::: Information provided :::

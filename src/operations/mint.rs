//! Private mint: credits a receiver with a fresh EGCT plus receiver and
//! auditor PCTs, bound to the chain by a Poseidon nullifier.

use ark_ed_on_bn254::EdwardsAffine;
use ark_std::rand::Rng;
use serde::Serialize;

use super::{require_auditor, require_mode, require_positive, require_registered, DeploymentMode};
use crate::error::EercError;
use crate::field::{Fq, Fr};
use crate::jubjub::{encrypt_amount, ElGamalCiphertext};
use crate::pct::{self, PCT_WIRE_LEN};
use crate::poseidon::poseidon5;

const LOG_TARGET: &str = "eerc::ops::mint";

/// Circuit inputs for the mint proof. Field names are fixed by the
/// circuit; do not rename.
#[derive(Clone, Debug, Serialize)]
pub struct MintWitness {
    #[serde(rename = "ValueToMint", with = "crate::crypto_serde::fq_dec")]
    pub value_to_mint: Fq,
    #[serde(rename = "ChainID", with = "crate::crypto_serde::fq_dec")]
    pub chain_id: Fq,
    #[serde(rename = "NullifierHash", with = "crate::crypto_serde::fq_dec")]
    pub nullifier_hash: Fq,
    #[serde(rename = "ReceiverPublicKey", with = "crate::crypto_serde::point_dec")]
    pub receiver_public_key: EdwardsAffine,
    #[serde(rename = "ReceiverVTTC1", with = "crate::crypto_serde::point_dec")]
    pub receiver_vtt_c1: EdwardsAffine,
    #[serde(rename = "ReceiverVTTC2", with = "crate::crypto_serde::point_dec")]
    pub receiver_vtt_c2: EdwardsAffine,
    #[serde(rename = "ReceiverVTTRandom", with = "crate::crypto_serde::fr_dec")]
    pub receiver_vtt_random: Fr,
    #[serde(rename = "ReceiverPCT", with = "crate::crypto_serde::fq_array_dec")]
    pub receiver_pct: [Fq; 4],
    #[serde(rename = "ReceiverPCTAuthKey", with = "crate::crypto_serde::point_dec")]
    pub receiver_pct_auth_key: EdwardsAffine,
    #[serde(rename = "ReceiverPCTNonce", with = "crate::crypto_serde::fq_dec")]
    pub receiver_pct_nonce: Fq,
    #[serde(rename = "ReceiverPCTRandom", with = "crate::crypto_serde::fr_dec")]
    pub receiver_pct_random: Fr,
    #[serde(rename = "AuditorPublicKey", with = "crate::crypto_serde::point_dec")]
    pub auditor_public_key: EdwardsAffine,
    #[serde(rename = "AuditorPCT", with = "crate::crypto_serde::fq_array_dec")]
    pub auditor_pct: [Fq; 4],
    #[serde(rename = "AuditorPCTAuthKey", with = "crate::crypto_serde::point_dec")]
    pub auditor_pct_auth_key: EdwardsAffine,
    #[serde(rename = "AuditorPCTNonce", with = "crate::crypto_serde::fq_dec")]
    pub auditor_pct_nonce: Fq,
    #[serde(rename = "AuditorPCTRandom", with = "crate::crypto_serde::fr_dec")]
    pub auditor_pct_random: Fr,
}

#[derive(Clone, Debug)]
pub struct PreparedMint {
    pub witness: MintWitness,
    /// The receiver's new encrypted credit, as the contract stores it.
    pub receiver_egct: ElGamalCiphertext,
    /// Appended to the receiver's `amountPCTs` queue.
    pub receiver_amount_pct: [Fq; PCT_WIRE_LEN],
    /// Emitted for the auditor's viewing capability.
    pub auditor_pct: [Fq; PCT_WIRE_LEN],
    /// Replay guard, unique per mint: `Poseidon5(chainId, auditorCipher)`.
    pub nullifier: Fq,
}

#[tracing::instrument(target = LOG_TARGET, skip_all, fields(amount = amount))]
pub fn prepare_mint<R: Rng>(
    mode: DeploymentMode,
    receiver_pk: &EdwardsAffine,
    amount: u128,
    auditor_pk: &EdwardsAffine,
    chain_id: u64,
    rng: &mut R,
) -> Result<PreparedMint, EercError> {
    require_mode(mode, DeploymentMode::Standalone, "privateMint")?;
    require_positive(amount)?;
    require_registered(receiver_pk)?;
    require_auditor(auditor_pk)?;

    let (receiver_egct, vtt_random) = encrypt_amount(receiver_pk, amount, rng)?;
    let receiver_pct = pct::encrypt(&[Fq::from(amount)], receiver_pk, rng)?;
    let auditor_pct = pct::encrypt(&[Fq::from(amount)], auditor_pk, rng)?;

    let auditor_cipher = auditor_pct.cipher_block()?;
    let nullifier = poseidon5(
        Fq::from(chain_id),
        auditor_cipher[0],
        auditor_cipher[1],
        auditor_cipher[2],
        auditor_cipher[3],
    );
    tracing::debug!(target: LOG_TARGET, "mint witness assembled");

    Ok(PreparedMint {
        witness: MintWitness {
            value_to_mint: Fq::from(amount),
            chain_id: Fq::from(chain_id),
            nullifier_hash: nullifier,
            receiver_public_key: *receiver_pk,
            receiver_vtt_c1: receiver_egct.c1,
            receiver_vtt_c2: receiver_egct.c2,
            receiver_vtt_random: vtt_random,
            receiver_pct: receiver_pct.cipher_block()?,
            receiver_pct_auth_key: receiver_pct.auth_key,
            receiver_pct_nonce: receiver_pct.nonce,
            receiver_pct_random: receiver_pct.encryption_random,
            auditor_public_key: *auditor_pk,
            auditor_pct: auditor_cipher,
            auditor_pct_auth_key: auditor_pct.auth_key,
            auditor_pct_nonce: auditor_pct.nonce,
            auditor_pct_random: auditor_pct.encryption_random,
        },
        receiver_egct,
        receiver_amount_pct: receiver_pct.to_wire()?,
        auditor_pct: auditor_pct.to_wire()?,
        nullifier,
    })
}
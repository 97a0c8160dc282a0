// tests/metrics.rs
use std::sync::Arc;

use axum::body::{self, Body};
use axum::http::{Request, StatusCode};
use serde_json::json;
use tower::ServiceExt;

use event_lifecycle_engine::api::{self, AppState};
use event_lifecycle_engine::metrics::Metrics;
use event_lifecycle_engine::notify::NotifierMux;
use event_lifecycle_engine::Engine;

#[tokio::test]
async fn metrics_endpoint_contains_expected_series() {
    let metrics = Metrics::init().expect("install recorder");
    // A second init reuses the installed recorder.
    Metrics::init().expect("idempotent init");

    let state = AppState::new(Arc::new(Engine::in_memory()), Arc::new(NotifierMux::new(vec![], 0)));
    let app = api::router_with_metrics(state, &metrics);

    let payload = json!({
        "submission_id": "m1",
        "title": "Beach Cleanup Day",
        "venue_name": "JBR Beach",
        "start_date": "2099-06-15",
        "source_name": "timeout_dubai"
    });
    let resp = app
        .clone()
        .oneshot(
            Request::post("/events")
                .header("content-type", "application/json")
                .body(Body::from(payload.to_string()))
                .unwrap(),
        )
        .await
        .unwrap();
    assert_eq!(resp.status(), StatusCode::CREATED);

    let resp = app
        .clone()
        .oneshot(Request::post("/lifecycle/cleanup").body(Body::empty()).unwrap())
        .await
        .unwrap();
    assert_eq!(resp.status(), StatusCode::OK);

    let resp = app
        .clone()
        .oneshot(Request::get("/lifecycle/health").body(Body::empty()).unwrap())
        .await
        .unwrap();
    assert_eq!(resp.status(), StatusCode::OK);

    let resp = app
        .oneshot(Request::get("/metrics").body(Body::empty()).unwrap())
        .await
        .unwrap();
    assert_eq!(resp.status(), StatusCode::OK);
    // axum::body::to_bytes requires an explicit limit
    let body = body::to_bytes(resp.into_body(), 1_048_576).await.unwrap(); // 1 MiB
    let text = String::from_utf8(body.to_vec()).unwrap();

    for needle in [
        "ingest_submissions_total",
        "ingest_created_total",
        "ingest_match_score",
        "cleanup_duration_ms",
        "lifecycle_last_cleanup_ts",
        "events_active",
    ] {
        assert!(text.contains(needle), "missing series {needle}:\n{text}");
    }
}
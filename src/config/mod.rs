// src/config/mod.rs
//! Engine configuration (`config/lifecycle.toml`).
//!
//! Resolution:
//! 1) `$LIFECYCLE_CONFIG_PATH` (must exist)
//! 2) `config/lifecycle.toml` (optional)
//! 3) built-in defaults
//!
//! `DEDUP_THRESHOLD` overrides `[matching].threshold`, clamped to `0.0..=1.0`.

use std::fs;
use std::path::PathBuf;
use std::time::Duration as StdDuration;

use anyhow::{anyhow, Context, Result};
use serde::{Deserialize, Serialize};

use crate::matcher::MatchConfig;

pub const ENV_LIFECYCLE_CONFIG_PATH: &str = "LIFECYCLE_CONFIG_PATH";
pub const DEFAULT_LIFECYCLE_CONFIG_PATH: &str = "config/lifecycle.toml";
pub const ENV_DEDUP_THRESHOLD: &str = "DEDUP_THRESHOLD";

#[derive(Debug, Clone, PartialEq, Default, Serialize, Deserialize)]
#[serde(default)]
pub struct EngineConfig {
    pub matching: MatchConfig,
    pub lifecycle: LifecycleConfig,
    pub monitor: MonitorConfig,
    pub store: StoreConfig,
    pub ingest: IngestConfig,
}

#[derive(Debug, Clone, PartialEq, Serialize, Deserialize)]
#[serde(default)]
pub struct LifecycleConfig {
    /// SOFT_DELETED → HARD_DELETED delay.
    pub grace_period_hours: u32,
    /// Wall-clock budget for one `run_cleanup` call.
    pub budget_secs: u64,
    /// Records per cleanup page; the cursor is checkpointed after each page.
    pub page_size: usize,
    /// Days a tombstone is kept in full before its body is purged. 0 keeps them.
    pub tombstone_ttl_days: u32,
}

impl Default for LifecycleConfig {
    fn default() -> Self {
        Self {
            grace_period_hours: 24,
            budget_secs: 300,
            page_size: 500,
            tombstone_ttl_days: 30,
        }
    }
}

impl LifecycleConfig {
    pub fn grace_period(&self) -> chrono::Duration {
        chrono::Duration::hours(i64::from(self.grace_period_hours))
    }

    pub fn budget(&self) -> StdDuration {
        StdDuration::from_secs(self.budget_secs)
    }

    pub fn tombstone_ttl(&self) -> Option<chrono::Duration> {
        (self.tombstone_ttl_days > 0).then(|| chrono::Duration::days(i64::from(self.tombstone_ttl_days)))
    }
}

#[derive(Debug, Clone, PartialEq, Serialize, Deserialize)]
#[serde(default)]
pub struct MonitorConfig {
    pub overdue_threshold: usize,
    pub min_high_tier_share: f32,
    pub report_window_days: u32,
    pub bytes_per_event: u64,
    pub usd_per_gb_month: f64,
    /// Cooldown between two delivered degraded-health alerts.
    pub alert_cooldown_secs: i64,
    /// Per-request timeout for webhook deliveries.
    pub webhook_timeout_secs: u64,
    /// Attempts per webhook delivery, with exponential backoff in between.
    pub webhook_retries: u8,
}

impl Default for MonitorConfig {
    fn default() -> Self {
        Self {
            overdue_threshold: 50,
            min_high_tier_share: 0.40,
            report_window_days: 7,
            bytes_per_event: 5 * 1024,
            usd_per_gb_month: 0.25,
            alert_cooldown_secs: 6 * 3600,
            webhook_timeout_secs: 5,
            webhook_retries: 3,
        }
    }
}

#[derive(Debug, Clone, PartialEq, Serialize, Deserialize)]
#[serde(default)]
pub struct StoreConfig {
    /// Per-call timeout for every store operation.
    pub timeout_ms: u64,
    /// Optimistic-concurrency attempts before a merge conflict surfaces.
    pub max_merge_attempts: u32,
    /// Extra passes over timed-out batch items before handing them back.
    pub requeue_passes: u32,
}

impl Default for StoreConfig {
    fn default() -> Self {
        Self {
            timeout_ms: 2_000,
            max_merge_attempts: 5,
            requeue_passes: 1,
        }
    }
}

impl StoreConfig {
    pub fn timeout(&self) -> StdDuration {
        StdDuration::from_millis(self.timeout_ms)
    }
}

#[derive(Debug, Clone, PartialEq, Serialize, Deserialize)]
#[serde(default)]
pub struct IngestConfig {
    pub quarantine_capacity: usize,
    pub venues_path: String,
}

impl Default for IngestConfig {
    fn default() -> Self {
        Self {
            quarantine_capacity: 1_000,
            venues_path: "config/venues.json".into(),
        }
    }
}

// parse optional float env and clamp to <0.0..=1.0>
fn parse_threshold_env(raw: Option<String>) -> Option<f32> {
    raw.and_then(|s| s.trim().parse::<f32>().ok())
        .filter(|v| v.is_finite())
        .map(|v| v.clamp(0.0, 1.0))
}

impl EngineConfig {
    /// Load using env var + fallbacks, then apply `DEDUP_THRESHOLD`.
    pub fn from_toml() -> Result<Self> {
        let explicit = std::env::var(ENV_LIFECYCLE_CONFIG_PATH).ok().map(PathBuf::from);
        let mut cfg = match explicit {
            Some(path) => {
                if !path.exists() {
                    return Err(anyhow!(
                        "LIFECYCLE_CONFIG_PATH points to non-existent path {}",
                        path.display()
                    ));
                }
                Self::from_path(&path)?
            }
            None => {
                let path = PathBuf::from(DEFAULT_LIFECYCLE_CONFIG_PATH);
                if path.exists() {
                    Self::from_path(&path)?
                } else {
                    Self::default()
                }
            }
        };

        if let Some(t) = parse_threshold_env(std::env::var(ENV_DEDUP_THRESHOLD).ok()) {
            cfg.matching.threshold = t;
        }
        Ok(cfg)
    }

    pub fn from_path(path: &std::path::Path) -> Result<Self> {
        let content = fs::read_to_string(path)
            .with_context(|| format!("reading engine config from {}", path.display()))?;
        Self::from_toml_str(&content)
            .with_context(|| format!("parsing engine config at {}", path.display()))
    }

    pub fn from_toml_str(s: &str) -> Result<Self> {
        let mut cfg: EngineConfig = toml::from_str(s)?;
        cfg.matching = cfg.matching.sanitized();
        cfg.lifecycle.page_size = cfg.lifecycle.page_size.max(1);
        cfg.store.max_merge_attempts = cfg.store.max_merge_attempts.max(1);
        if !(0.0..=1.0).contains(&cfg.monitor.min_high_tier_share) {
            cfg.monitor.min_high_tier_share = MonitorConfig::default().min_high_tier_share;
        }
        Ok(cfg)
    }
}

:::

**Exercise directions:** In the data above, find each line that uses the string "ElGamalCiphertext". Copy it.

**Output for this exercise:**
use crate::jubjub::{encrypt_amount, ElGamalCiphertext};
    pub receiver_egct: ElGamalCiphertext,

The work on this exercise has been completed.